What to do → This exercise calls for copying every line below that holds the word "title".
----- Source material -----
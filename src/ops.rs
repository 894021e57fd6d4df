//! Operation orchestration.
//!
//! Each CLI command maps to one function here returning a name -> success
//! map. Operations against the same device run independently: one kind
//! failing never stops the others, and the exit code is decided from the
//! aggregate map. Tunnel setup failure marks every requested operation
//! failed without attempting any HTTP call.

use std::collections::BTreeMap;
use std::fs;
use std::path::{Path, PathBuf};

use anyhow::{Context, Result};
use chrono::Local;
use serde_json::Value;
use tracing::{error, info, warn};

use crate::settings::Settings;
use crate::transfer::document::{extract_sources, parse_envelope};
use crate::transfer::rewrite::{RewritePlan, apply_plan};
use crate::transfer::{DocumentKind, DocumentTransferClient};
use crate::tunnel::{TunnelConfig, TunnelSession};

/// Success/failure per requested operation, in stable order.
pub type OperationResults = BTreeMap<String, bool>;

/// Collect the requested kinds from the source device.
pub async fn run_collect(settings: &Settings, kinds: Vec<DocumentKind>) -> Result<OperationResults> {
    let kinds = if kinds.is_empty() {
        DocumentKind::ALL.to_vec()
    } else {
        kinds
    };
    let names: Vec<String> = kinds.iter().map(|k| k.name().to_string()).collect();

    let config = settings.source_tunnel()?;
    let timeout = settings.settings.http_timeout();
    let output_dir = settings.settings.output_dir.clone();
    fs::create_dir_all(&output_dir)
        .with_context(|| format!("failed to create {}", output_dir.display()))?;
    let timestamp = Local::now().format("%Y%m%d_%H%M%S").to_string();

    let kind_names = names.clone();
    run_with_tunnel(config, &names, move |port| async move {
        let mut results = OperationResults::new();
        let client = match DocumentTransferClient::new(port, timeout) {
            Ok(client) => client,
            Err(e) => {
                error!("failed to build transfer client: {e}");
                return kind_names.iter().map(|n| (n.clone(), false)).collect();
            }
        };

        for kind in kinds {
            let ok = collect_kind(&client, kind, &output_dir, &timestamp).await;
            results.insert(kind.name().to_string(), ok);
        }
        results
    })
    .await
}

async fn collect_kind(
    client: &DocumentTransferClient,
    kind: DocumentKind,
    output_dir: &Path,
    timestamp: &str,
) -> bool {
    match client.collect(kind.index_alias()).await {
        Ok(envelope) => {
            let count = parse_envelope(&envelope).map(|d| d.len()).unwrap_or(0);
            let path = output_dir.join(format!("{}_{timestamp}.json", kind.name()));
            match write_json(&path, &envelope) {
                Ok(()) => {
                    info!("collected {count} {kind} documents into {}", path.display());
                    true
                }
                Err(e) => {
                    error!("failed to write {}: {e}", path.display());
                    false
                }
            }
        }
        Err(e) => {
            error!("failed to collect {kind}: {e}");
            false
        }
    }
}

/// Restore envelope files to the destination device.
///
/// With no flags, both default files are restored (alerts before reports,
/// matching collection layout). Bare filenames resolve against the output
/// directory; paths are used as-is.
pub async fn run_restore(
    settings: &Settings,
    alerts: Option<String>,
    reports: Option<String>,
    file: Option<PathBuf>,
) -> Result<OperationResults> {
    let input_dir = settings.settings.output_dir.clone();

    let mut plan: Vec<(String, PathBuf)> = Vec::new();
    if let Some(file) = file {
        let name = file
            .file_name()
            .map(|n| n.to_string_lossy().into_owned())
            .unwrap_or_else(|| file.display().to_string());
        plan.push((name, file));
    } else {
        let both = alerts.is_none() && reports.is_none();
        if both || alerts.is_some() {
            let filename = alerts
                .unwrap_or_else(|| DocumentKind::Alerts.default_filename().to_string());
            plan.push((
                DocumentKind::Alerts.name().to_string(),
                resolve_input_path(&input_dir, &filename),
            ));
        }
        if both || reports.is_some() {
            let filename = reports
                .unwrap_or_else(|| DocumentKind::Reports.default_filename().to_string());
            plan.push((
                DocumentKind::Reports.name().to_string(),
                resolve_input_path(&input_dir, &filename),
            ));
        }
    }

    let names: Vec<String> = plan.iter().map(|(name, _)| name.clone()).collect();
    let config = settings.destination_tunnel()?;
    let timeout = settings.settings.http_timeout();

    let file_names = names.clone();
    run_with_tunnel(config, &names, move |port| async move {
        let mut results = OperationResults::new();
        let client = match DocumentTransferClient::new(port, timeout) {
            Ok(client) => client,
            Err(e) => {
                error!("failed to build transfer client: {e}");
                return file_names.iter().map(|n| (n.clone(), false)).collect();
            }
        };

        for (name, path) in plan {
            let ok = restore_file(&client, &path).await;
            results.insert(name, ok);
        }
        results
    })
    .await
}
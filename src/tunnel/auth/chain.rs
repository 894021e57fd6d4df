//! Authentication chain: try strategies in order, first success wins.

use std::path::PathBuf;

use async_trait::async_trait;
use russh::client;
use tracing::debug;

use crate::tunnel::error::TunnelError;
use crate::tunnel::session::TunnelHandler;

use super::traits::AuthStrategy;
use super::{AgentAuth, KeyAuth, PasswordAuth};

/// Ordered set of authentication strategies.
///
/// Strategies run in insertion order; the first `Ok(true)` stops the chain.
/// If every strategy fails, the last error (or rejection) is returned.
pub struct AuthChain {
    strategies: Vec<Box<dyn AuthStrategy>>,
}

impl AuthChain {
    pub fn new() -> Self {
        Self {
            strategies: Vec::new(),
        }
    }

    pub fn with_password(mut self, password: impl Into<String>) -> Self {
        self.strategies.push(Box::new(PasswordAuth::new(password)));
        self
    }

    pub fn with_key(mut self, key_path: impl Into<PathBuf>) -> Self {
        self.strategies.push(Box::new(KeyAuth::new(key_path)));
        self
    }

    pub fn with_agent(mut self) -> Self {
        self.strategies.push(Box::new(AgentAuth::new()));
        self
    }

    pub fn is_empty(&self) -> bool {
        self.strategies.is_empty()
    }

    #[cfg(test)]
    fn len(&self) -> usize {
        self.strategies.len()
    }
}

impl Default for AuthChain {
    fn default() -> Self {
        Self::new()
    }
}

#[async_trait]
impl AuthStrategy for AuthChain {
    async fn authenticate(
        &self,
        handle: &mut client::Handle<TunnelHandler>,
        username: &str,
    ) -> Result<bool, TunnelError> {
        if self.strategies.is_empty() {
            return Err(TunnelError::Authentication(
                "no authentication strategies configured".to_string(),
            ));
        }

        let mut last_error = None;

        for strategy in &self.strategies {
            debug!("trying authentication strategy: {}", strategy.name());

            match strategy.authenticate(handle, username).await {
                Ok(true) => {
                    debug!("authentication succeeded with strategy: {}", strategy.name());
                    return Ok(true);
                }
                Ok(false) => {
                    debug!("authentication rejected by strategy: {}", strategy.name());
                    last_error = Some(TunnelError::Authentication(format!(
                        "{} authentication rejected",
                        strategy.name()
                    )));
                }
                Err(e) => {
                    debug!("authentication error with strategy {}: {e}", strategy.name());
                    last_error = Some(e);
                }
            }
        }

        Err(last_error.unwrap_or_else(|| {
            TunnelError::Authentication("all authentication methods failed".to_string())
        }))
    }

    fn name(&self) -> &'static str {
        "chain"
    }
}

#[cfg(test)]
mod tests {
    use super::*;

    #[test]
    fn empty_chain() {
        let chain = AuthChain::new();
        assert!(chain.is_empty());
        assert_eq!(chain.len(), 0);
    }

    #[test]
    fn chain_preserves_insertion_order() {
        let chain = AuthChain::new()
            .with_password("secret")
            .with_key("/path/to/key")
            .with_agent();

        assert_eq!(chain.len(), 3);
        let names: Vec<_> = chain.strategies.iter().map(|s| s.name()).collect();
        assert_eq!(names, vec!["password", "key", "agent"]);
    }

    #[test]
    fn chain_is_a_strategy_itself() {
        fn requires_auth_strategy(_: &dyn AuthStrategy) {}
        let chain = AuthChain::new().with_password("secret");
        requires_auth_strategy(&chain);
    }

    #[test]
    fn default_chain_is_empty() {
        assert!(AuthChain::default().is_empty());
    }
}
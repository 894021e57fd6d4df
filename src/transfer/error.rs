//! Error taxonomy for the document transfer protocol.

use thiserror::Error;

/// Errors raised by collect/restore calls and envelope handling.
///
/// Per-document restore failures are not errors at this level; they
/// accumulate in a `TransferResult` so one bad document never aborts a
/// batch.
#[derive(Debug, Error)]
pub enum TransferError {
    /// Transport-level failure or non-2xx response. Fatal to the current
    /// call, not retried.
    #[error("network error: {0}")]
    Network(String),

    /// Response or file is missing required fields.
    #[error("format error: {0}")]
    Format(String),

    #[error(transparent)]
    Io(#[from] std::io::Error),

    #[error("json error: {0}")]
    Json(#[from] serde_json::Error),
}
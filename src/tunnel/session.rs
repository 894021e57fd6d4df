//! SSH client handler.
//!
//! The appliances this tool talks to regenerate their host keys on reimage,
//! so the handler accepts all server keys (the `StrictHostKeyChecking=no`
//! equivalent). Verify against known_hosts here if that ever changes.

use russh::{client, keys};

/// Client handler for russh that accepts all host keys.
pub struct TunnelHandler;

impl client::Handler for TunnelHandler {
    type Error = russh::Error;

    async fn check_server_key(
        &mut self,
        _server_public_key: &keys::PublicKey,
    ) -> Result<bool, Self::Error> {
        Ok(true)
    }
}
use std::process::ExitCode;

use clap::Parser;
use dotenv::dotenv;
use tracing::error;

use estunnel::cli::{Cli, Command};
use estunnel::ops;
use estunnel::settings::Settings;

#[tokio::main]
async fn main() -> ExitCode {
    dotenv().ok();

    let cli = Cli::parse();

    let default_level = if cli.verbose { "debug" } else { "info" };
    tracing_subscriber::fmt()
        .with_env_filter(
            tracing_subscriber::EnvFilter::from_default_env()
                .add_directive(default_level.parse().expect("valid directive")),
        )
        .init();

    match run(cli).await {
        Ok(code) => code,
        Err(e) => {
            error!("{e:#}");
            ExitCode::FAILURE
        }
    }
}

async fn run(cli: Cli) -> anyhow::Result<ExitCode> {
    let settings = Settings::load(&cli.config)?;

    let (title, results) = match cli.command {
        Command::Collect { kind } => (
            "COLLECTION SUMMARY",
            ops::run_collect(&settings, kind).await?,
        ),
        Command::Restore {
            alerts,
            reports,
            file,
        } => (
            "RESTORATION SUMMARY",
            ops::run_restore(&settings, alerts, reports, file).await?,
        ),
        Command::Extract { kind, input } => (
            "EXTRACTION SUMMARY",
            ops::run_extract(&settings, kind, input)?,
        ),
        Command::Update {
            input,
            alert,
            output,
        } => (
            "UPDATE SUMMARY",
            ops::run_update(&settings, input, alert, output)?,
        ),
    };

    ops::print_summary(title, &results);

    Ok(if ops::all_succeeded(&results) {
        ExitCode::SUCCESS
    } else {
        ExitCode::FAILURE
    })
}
-----
Answer below →
    let (title, results) = match cli.command {
    ops::print_summary(title, &results);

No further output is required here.